While forecasting a global contraction this year, after 2.8 per cent growth in 2019, the International Monetary Fund predicts a rebound to global growth of 5.2 per cent next year, 0.2 percentage point lower than in its June forecast.

"The virus is resurging with localized lockdowns being re-instituted".

The Brookings Institution, in an update to its Tracking Indexes for the Global Economic Recovery published on Sunday, also said China has led the global recovery, with both the industrial and services sectors revived, and many indicators of economic activity already above pre-COVID levels.

The IMF official also noted that there is a strong differentiation across countries in response capacity, with low-income countries facing much stricter financing constraints than advanced economies and emerging market economies.

"In the second quarter the recovery in the USA came sooner than expected [and] quarter three has been strong as well", despite a resurge in coronavirus cases, Gopinath said, adding that the projection still remains in negative territory of minus 4.3 percent. Its economy is expected to expand 1.9 percent, an upward revision of 0.9 points. Last year, the USA economy grew 2.2 per cent. However, over the last five years, Bangladesh's per capita GDP has increased at a compound annual growth rate (CAGR) of 9.1 per cent, compared to 3.2 per cent growth recorded by India during the said period, according to BusinessToday.in, which first reported the switchover. It is also widening gender gaps and jeopardising hard-won development gains and prospects for girls and children overall, it said. "This reflects a combination of factors: the continuing spread of the pandemic and overwhelmed health care systems; the greater importance of severely affected sectors, such as tourism; and the greater dependence on external finance, including remittances".
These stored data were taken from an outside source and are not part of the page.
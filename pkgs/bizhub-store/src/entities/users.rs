//! User directory entity

use sea_orm::entity::prelude::*;

#[derive(Clone, Debug, PartialEq, DeriveEntityModel)]
#[sea_orm(table_name = "users")]
pub struct Model {
    #[sea_orm(primary_key, auto_increment = false)]
    pub id: String,
    pub name: String,
    pub created_at: i64,
}

#[derive(Copy, Clone, Debug, EnumIter, DeriveRelation)]
pub enum Relation {}

impl ActiveModelBehavior for ActiveModel {}
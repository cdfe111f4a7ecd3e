//! Conversation entity

use sea_orm::entity::prelude::*;

#[derive(Clone, Debug, PartialEq, DeriveEntityModel)]
#[sea_orm(table_name = "conversations")]
pub struct Model {
    #[sea_orm(primary_key, auto_increment = false)]
    pub id: String,
    pub participant1_id: String, // initiator
    pub participant2_id: String,
    pub business_id: Option<String>,
    pub participant_low: String,  // min(participant1_id, participant2_id)
    pub participant_high: String, // max(participant1_id, participant2_id)
    pub business_key: String,     // business_id or "" (NULLs never collide in UNIQUE)
    pub last_message_at: i64,     // microseconds, list ordering
    pub created_at: i64,
}

#[derive(Copy, Clone, Debug, EnumIter, DeriveRelation)]
pub enum Relation {
    #[sea_orm(has_many = "super::messages::Entity")]
    Messages,
}

impl Related<super::messages::Entity> for Entity {
    fn to() -> RelationDef {
        Relation::Messages.def()
    }
}

impl ActiveModelBehavior for ActiveModel {}
//! Business listing entity (only the columns chat needs)

use sea_orm::entity::prelude::*;

#[derive(Clone, Debug, PartialEq, DeriveEntityModel)]
#[sea_orm(table_name = "businesses")]
pub struct Model {
    #[sea_orm(primary_key, auto_increment = false)]
    pub id: String,
    pub name: String,
    pub owner_id: String,
    pub created_at: i64,
}

#[derive(Copy, Clone, Debug, EnumIter, DeriveRelation)]
pub enum Relation {}

impl ActiveModelBehavior for ActiveModel {}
"Avoid premature withdrawal of support for the economy, as this could inflict tremendous damage", she said.

The IMF said emerging market countries and developing economies would suffer more severe downturns than developed economies as a result of COVID.

The US economy has been hit hard by coronavirus. India's GDP per capita in dollar terms had last contracted 1% year-on-year in 2012 due to currency depreciation.

However, Gopinath said that if China is excluded, global growth next year would be negative.

"The considerable global fiscal support of close to $12 trillion and the extensive rate cuts, liquidity injections and asset purchases by central banks helped save lives and livelihoods and prevented a financial catastrophe", Gopinath said.

Some economists have forecast that China's GDP growth rate is likely to pick up to above 5 percent following a strong rebound of 3.2 percent in the second quarter. Many aid groups are pressing for rich nations to go further and forgive part of the debt rather than just halt repayments.